ABOUT THIS EXERCISE — Using the listing below, report how many lines hold the word "SinkError", and nothing else.
━━━
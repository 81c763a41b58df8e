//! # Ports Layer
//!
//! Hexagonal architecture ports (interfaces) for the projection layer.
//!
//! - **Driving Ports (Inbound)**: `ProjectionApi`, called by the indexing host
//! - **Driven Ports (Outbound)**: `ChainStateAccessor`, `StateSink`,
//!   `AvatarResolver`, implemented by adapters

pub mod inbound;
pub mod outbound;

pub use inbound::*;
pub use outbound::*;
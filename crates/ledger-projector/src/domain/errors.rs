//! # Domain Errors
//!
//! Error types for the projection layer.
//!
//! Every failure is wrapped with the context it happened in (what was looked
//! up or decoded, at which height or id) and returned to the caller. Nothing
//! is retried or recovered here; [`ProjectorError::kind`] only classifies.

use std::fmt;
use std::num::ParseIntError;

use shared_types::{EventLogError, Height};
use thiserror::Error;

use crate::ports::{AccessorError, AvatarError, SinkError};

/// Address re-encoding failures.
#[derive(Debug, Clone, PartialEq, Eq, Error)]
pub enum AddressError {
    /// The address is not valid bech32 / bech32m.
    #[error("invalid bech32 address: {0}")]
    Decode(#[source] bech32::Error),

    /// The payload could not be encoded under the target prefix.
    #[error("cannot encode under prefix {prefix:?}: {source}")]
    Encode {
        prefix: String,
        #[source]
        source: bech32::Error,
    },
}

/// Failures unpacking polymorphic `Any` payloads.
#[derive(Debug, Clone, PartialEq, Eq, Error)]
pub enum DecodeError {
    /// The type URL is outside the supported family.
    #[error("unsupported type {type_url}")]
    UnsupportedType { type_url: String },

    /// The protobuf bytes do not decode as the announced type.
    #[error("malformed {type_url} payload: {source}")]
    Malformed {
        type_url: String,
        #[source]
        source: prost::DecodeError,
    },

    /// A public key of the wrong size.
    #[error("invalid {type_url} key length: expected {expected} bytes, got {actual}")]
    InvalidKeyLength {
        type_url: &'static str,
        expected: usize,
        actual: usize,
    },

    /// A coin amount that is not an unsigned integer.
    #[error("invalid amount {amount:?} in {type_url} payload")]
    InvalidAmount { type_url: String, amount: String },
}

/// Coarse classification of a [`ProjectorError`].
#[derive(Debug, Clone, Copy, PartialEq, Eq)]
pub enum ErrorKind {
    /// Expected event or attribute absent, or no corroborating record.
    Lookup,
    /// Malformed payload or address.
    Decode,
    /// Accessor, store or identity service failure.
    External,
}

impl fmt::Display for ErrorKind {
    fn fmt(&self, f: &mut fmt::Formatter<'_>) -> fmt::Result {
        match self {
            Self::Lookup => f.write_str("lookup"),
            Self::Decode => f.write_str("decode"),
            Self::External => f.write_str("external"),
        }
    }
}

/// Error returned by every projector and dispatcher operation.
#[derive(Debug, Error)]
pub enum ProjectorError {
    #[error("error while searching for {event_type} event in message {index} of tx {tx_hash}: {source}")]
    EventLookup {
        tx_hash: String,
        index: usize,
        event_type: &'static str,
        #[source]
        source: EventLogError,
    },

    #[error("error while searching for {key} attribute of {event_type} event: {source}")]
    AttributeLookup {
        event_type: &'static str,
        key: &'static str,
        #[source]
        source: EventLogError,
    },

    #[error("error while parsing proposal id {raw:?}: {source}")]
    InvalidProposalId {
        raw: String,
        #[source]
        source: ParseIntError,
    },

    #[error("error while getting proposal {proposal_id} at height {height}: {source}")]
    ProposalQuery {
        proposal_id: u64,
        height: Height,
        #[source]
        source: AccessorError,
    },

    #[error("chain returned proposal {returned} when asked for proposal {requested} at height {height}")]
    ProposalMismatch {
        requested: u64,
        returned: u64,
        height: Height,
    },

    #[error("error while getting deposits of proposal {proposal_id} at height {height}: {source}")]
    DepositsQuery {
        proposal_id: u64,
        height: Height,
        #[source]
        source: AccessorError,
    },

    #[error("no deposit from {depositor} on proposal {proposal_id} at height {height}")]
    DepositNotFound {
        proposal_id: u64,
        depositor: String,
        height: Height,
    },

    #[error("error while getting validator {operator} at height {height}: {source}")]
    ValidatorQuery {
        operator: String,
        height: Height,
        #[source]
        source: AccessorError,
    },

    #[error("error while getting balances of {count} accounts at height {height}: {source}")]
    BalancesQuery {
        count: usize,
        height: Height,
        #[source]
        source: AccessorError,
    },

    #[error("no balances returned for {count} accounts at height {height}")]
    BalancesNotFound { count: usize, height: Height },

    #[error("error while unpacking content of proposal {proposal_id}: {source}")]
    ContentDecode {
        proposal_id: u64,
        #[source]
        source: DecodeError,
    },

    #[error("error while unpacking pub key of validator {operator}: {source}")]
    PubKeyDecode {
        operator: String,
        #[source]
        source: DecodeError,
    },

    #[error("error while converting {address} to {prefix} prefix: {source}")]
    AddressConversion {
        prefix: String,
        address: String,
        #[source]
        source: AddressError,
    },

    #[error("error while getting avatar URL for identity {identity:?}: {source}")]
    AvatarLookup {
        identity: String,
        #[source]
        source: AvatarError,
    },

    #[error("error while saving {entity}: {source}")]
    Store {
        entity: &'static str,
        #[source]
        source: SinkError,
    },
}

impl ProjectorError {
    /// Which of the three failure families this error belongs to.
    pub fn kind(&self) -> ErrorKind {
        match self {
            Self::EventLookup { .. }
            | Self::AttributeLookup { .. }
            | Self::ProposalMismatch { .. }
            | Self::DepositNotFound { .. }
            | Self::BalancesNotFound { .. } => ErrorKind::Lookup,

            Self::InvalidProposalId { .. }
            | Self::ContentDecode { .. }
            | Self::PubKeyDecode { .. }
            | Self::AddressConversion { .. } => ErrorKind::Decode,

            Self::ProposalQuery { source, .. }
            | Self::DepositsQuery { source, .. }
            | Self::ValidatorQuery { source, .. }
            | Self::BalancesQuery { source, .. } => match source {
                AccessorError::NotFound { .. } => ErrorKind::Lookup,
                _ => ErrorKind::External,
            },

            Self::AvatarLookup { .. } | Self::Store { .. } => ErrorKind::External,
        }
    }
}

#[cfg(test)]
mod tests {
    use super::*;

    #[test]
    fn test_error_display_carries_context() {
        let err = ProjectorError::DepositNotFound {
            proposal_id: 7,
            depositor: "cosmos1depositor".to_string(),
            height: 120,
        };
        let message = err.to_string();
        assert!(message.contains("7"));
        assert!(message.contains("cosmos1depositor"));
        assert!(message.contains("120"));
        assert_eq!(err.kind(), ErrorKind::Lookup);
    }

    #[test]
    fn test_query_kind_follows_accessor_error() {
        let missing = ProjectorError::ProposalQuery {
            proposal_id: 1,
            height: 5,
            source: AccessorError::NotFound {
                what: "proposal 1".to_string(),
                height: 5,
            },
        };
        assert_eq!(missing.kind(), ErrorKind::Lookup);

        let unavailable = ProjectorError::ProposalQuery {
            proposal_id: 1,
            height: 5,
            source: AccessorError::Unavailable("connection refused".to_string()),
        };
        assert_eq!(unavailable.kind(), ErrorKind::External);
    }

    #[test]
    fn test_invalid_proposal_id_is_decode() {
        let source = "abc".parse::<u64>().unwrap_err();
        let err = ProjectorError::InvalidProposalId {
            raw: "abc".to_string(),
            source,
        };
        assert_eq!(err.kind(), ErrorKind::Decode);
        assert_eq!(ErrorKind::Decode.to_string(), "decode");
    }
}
━━━
OUTPUT FOR THIS EXERCISE — 2